Bloomberg Law
Feb. 1, 2023, 9:00 AM

How ESG Factors Should Be Bundled Inside Your 401(k) Funds

Michael Voves
Michael Voves
Dorsey & Whitney

Since the Department of Labor released its environmental, social, and governance guidance in November, investors have been asking when they will see conscientious choices in their 401(k)s.

The answer is maybe soon or maybe never, but that doesn’t mean ESG isn’t already there doing what it’s supposed to do.

The rule removed restrictions on retirement plan fiduciaries’ incorporation of ESG factors—such as climate change mitigation and fossil fuel use—into plan investments.

ESG Factors

In broad strokes, ESG consists of criteria used to measure the negative effects, or costs to others, of a company’s behavior. Examples of such criteria include things like climate change impact, employee working conditions, and board independence and executive pay.

Initially, the purpose of ESG data was to help investors assess a company’s material risk associated with unsustainable practices. However, over the past 20 years, the E, S, and G data categories have been strung together to create ESG-themed investment products marketed toward socially responsible, ethically minded investors.

Thus, instead of serving as data points intended to assess a company’s risk, ESG has instead become the investment product served to consumers. ESG-themed funds are now mainstream offerings on the retail investment market catering to consumer tastes.

Retirement Plans

This distinction between ESG factors that serve as informative data versus ESG the product being served to consumers is crucial to understanding the controversy around ESG in the pension and 401(k) world.

Pension and 401(k) plans are subject to federal pension law (ERISA), which tasks fiduciaries to make prudent investment decisions solely with plan participants’ financial best interests in mind.

Prior guidance issued by the Trump administration expressed overt skepticism of ESG investing, stating that “the relevant question is not whether a factor under consideration is ‘ESG,’ but whether it is a pecuniary factor relevant to an evaluation of the investment or investment course of action under consideration.”

The DOL’s November guidance from the Biden administration revoked the Trump guidance in order to remove any “chilling effect.” The DOL now affirmatively states that a plan fiduciary can consider ESG factors in selecting an investment when such factors are material to the risk-return analysis.

Moreover, the agency goes even further to suggest that a fiduciary may take participant preferences into account when making prudent investment decisions.

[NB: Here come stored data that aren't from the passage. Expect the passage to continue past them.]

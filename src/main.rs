//! blockpulse - headless dashboard client for facility-hygiene monitoring

use clap::Parser;
use std::sync::Arc;
use std::time::Duration;
use tracing::{error, info, warn};
use tracing_subscriber::{layer::SubscriberExt, util::SubscriberInitExt};

use blockpulse::{
    config::Args,
    session::{FileTokenStore, MemoryTokenStore, TokenStore},
    telemetry::{SimulatedTelemetry, TelemetryFeed},
    types::LoginCredentials,
    SyncClient, TaskFilter,
};

#[tokio::main]
async fn main() -> anyhow::Result<()> {
    // Load environment variables from .env file if present
    let _ = dotenvy::dotenv();

    // Parse command line arguments
    let args = Args::parse();

    // Initialize tracing/logging
    let log_level = args.log_level.clone();
    tracing_subscriber::registry()
        .with(
            tracing_subscriber::EnvFilter::try_from_default_env()
                .unwrap_or_else(|_| format!("blockpulse={},info", log_level).into()),
        )
        .with(tracing_subscriber::fmt::layer())
        .init();

    // Validate configuration
    if let Err(e) = args.validate() {
        error!("Configuration error: {}", e);
        std::process::exit(1);
    }

    // Print startup banner
    info!("======================================");
    info!("  blockpulse - hygiene dashboard sync");
    info!("======================================");
    info!(
        "Build: {} ({})",
        env!("GIT_COMMIT_SHORT"),
        env!("BUILD_TIMESTAMP")
    );
    info!("API: {}", args.api_url);
    info!("Event stream: {}", args.socket_url);
    info!("Request timeout: {}ms", args.request_timeout_ms);
    info!(
        "Reconnect: base {}ms, max {} attempts",
        args.reconnect_base_delay_ms, args.max_reconnect_attempts
    );
    info!(
        "Mode: {}",
        if args.simulate { "SIMULATED TELEMETRY" } else { "LIVE" }
    );
    info!("======================================");

    let tokens: Arc<dyn TokenStore> = match args.token_file.clone() {
        Some(path) => Arc::new(FileTokenStore::new(path)),
        None => Arc::new(MemoryTokenStore::default()),
    };

    let client = SyncClient::new(&args.sync_config(), tokens)?;

    // Authenticate: restore a persisted session, or log in with configured
    // credentials
    let identity = match client.restore().await {
        Some(identity) => identity,
        None => match (&args.login_email, &args.login_password) {
            (Some(email), Some(password)) => {
                match client
                    .login(LoginCredentials {
                        email: email.clone(),
                        password: password.clone(),
                    })
                    .await
                {
                    Ok(identity) => identity,
                    Err(e) => {
                        error!("Login failed: {}", e);
                        std::process::exit(1);
                    }
                }
            }
            _ => {
                error!("No persisted session and no LOGIN_EMAIL/LOGIN_PASSWORD configured");
                std::process::exit(1);
            }
        },
    };
    info!(
        user = %identity.user.id,
        role = ?identity.user.role,
        block = ?identity.user.block_id,
        "Authenticated"
    );

    // Start the sync loop
    let sync_handle = tokio::spawn(Arc::clone(&client).run());

    // Initial task load
    match client.fetch_tasks(TaskFilter::Mine).await {
        Ok(tasks) => info!("Loaded {} task(s)", tasks.len()),
        Err(e) => warn!("Initial task fetch failed: {}", e),
    }

    // Demo mode: feed simulated sensor samples through the same ingestion
    // paths real push events use
    let _sim_handle = if args.simulate {
        let client = Arc::clone(&client);
        let block = args.simulate_block.clone();
        Some(tokio::spawn(async move {
            let mut feed = SimulatedTelemetry::new(block.clone());
            let mut ticker = tokio::time::interval(Duration::from_secs(5));
            loop {
                ticker.tick().await;
                let sample = feed.next_sample();
                info!(block = %sample.block_id, score = sample.score, "Simulated sample");
                client.metrics().ingest(sample);
                if let Some(alert) = feed.maybe_alert() {
                    info!(alert = %alert.id, "Simulated alert");
                    client.alerts().ingest(alert);
                }
            }
        }))
    } else {
        None
    };

    // Periodic connectivity indicator
    let state_handle = {
        let client = Arc::clone(&client);
        tokio::spawn(async move {
            let mut state_rx = client.transport().state();
            loop {
                if state_rx.changed().await.is_err() {
                    break;
                }
                let state = state_rx.borrow_and_update().clone();
                info!(phase = ?state.phase, attempt = state.attempt, "Connection state");
            }
        })
    };

    // Run until interrupted
    tokio::signal::ctrl_c().await?;
    info!("Shutting down");

    client.logout().await;
    sync_handle.abort();
    state_handle.abort();

    Ok(())
}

It’s likely that 401(k) participants and the fund industry in general will see the new DOL rule as a positive, because it opens the door to—you guessed it—ESG-themed choices and products within the 401(k) investment lineup.

Approach to Bundling

Yet, consider the potential pitfalls of approaching ESG in this way. To appeal to participants’ wide array of preferences, it will be tempting to add a familiar product that claims to be a “multi-asset” ESG fund that invests in “best in class” across all ESG categories and outperforms its “peer” group.

What is this thing (a balanced fund?) and what is its peer group—other balanced funds or only ESG-themed ones? That’s extremely important to understand when assessing performance.

Furthermore, the implication of “best in class” suggests that the fund’s stocks have high marks in each ESG category, but does each category necessarily generate the same level of sustainability risk?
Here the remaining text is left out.